• [Dataset entries]:
[Start of Attachment]

//! Unikernel framework capabilities.
//!
//! Each framework declares which rootfs types, monitors and architectures it
//! supports and knows how to produce a rootfs (and, for some, a kernel) as an
//! operation graph. [`select`] picks the implementation for a request and
//! falls back to [`Generic`], which accepts everything.

mod generic;
mod mirage;
mod rumprun;
mod unikraft;

pub use generic::Generic;
pub use mirage::Mirage;
pub use rumprun::Rumprun;
pub use unikraft::Unikraft;

use crate::builder::{base_llb, files_llb, initrd_llb};
use crate::config::HopsConfig;
use crate::error::{HopsError, HopsResult};
use crate::hops::{App, Platform, Rootfs, RootfsType};
use bunny_llb::State;
use std::fmt;

/// Architectures every framework with a fixed list supports.
pub(crate) const COMMON_ARCHS: &[&str] = &["x86_64", "amd64", "aarch64", "arm64"];

/// Capability object for one unikernel framework.
pub trait Framework: fmt::Debug + Send + Sync {
    fn name(&self) -> &str;

    /// Rootfs type used when the request leaves it empty.
    fn default_rootfs_type(&self) -> RootfsType;

    fn supported_rootfs_types(&self) -> &'static [RootfsType];

    /// The `type` field of the request, possibly empty.
    fn declared_rootfs_type(&self) -> &str;

    fn supports_monitor(&self, monitor: &str) -> bool;

    fn supports_arch(&self, arch: &str) -> bool;

    /// Build a rootfs state from the request's include list.
    ///
    /// # Errors
    ///
    /// Fails with a capability error when the framework cannot build its
    /// effective rootfs type.
    fn create_rootfs(&self, config: &HopsConfig) -> HopsResult<State>;

    /// Append the include list onto the remote rootfs of the request.
    ///
    /// # Errors
    ///
    /// Fails with a capability error when the effective rootfs type cannot
    /// be extended.
    fn update_rootfs(&self, config: &HopsConfig) -> HopsResult<State>;

    /// Compile the kernel from the request's application sources.
    /// Frameworks without a toolchain return the empty state.
    ///
    /// # Errors
    ///
    /// Fails when the toolchain pipeline cannot be assembled.
    fn build_kernel(&self, config: &HopsConfig) -> HopsResult<State>;

    /// Effective rootfs type: the declared one, or the default.
    ///
    /// # Errors
    ///
    /// Returns an invariant error if the declared type is outside the
    /// closed set; callers check support before asking.
    fn rootfs_type(&self) -> HopsResult<RootfsType> {
        let declared = self.declared_rootfs_type();
        if declared.is_empty() {
            return Ok(self.default_rootfs_type());
        }
        RootfsType::parse(declared)
            .ok_or_else(|| HopsError::Invariant(format!("Unexpected RootfsType value: {declared}")))
    }

    fn supports_rootfs_type(&self, rootfs_type: &str) -> bool {
        RootfsType::parse(rootfs_type)
            .is_some_and(|parsed| self.supported_rootfs_types().contains(&parsed))
    }
}

/// Pick the framework named by `platform.framework`.
#[must_use]
pub fn select(platform: &Platform, rootfs: &Rootfs, app: Option<&App>) -> Box<dyn Framework> {
    let app = app.cloned();
    match platform.framework.as_str() {
        unikraft::NAME => Box::new(Unikraft::new(platform.clone(), rootfs.clone())),
        rumprun::NAME => Box::new(Rumprun::new(platform.clone(), rootfs.clone(), app)),
        mirage::NAME => Box::new(Mirage::new(platform.clone(), rootfs.clone(), app)),
        _ => Box::new(Generic::new(platform.clone(), rootfs.clone())),
    }
}

/// Initrd or raw rootfs built from the include list on top of scratch.
pub(crate) fn rootfs_from_includes(
    framework: &dyn Framework,
    rootfs: &Rootfs,
    config: &HopsConfig,
) -> HopsResult<State> {
    let local = State::local(config.build_context.as_str());
    match framework.rootfs_type()? {
        RootfsType::Initrd => {
            let content = files_llb(&rootfs.includes, &local, &State::scratch(), None)?;
            initrd_llb(&content, config)
        }
        RootfsType::Raw => files_llb(&rootfs.includes, &local, &State::scratch(), None),
        other => Err(HopsError::Capability(format!(
            "Cannot build {other} rootfs for {}",
            framework.name()
        ))),
    }
}

/// Raw rootfs: the include list copied onto the remote image.
pub(crate) fn extend_rootfs(
    framework: &dyn Framework,
    rootfs: &Rootfs,
    monitor: &str,
    config: &HopsConfig,
) -> HopsResult<State> {
    match framework.rootfs_type()? {
        RootfsType::Raw => {
            let base = base_llb(&rootfs.from, monitor, config);
            let local = State::local(config.build_context.as_str());
            files_llb(&rootfs.includes, &local, &base, None)
        }
        other => Err(HopsError::Capability(format!(
            "Cannot add files to an existing {other} rootfs for {}",
            framework.name()
        ))),
    }
}

/// The app a build-from-source framework was created with.
pub(crate) fn required_app<'a>(framework: &str, app: Option<&'a App>) -> HopsResult<&'a App> {
    app.ok_or_else(|| {
        HopsError::Validation(format!(
            "Framework {framework} needs an app section to build the kernel"
        ))
    })
}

[End of Attachment]

Wherever "config" appears in a line of the entries, copy that line.

use crate::config::HopsConfig;
    fn create_rootfs(&self, config: &HopsConfig) -> HopsResult<State>;
    fn update_rootfs(&self, config: &HopsConfig) -> HopsResult<State>;
    fn build_kernel(&self, config: &HopsConfig) -> HopsResult<State>;
    config: &HopsConfig,
    let local = State::local(config.build_context.as_str());
            initrd_llb(&content, config)
    config: &HopsConfig,
            let base = base_llb(&rootfs.from, monitor, config);
            let local = State::local(config.build_context.as_str());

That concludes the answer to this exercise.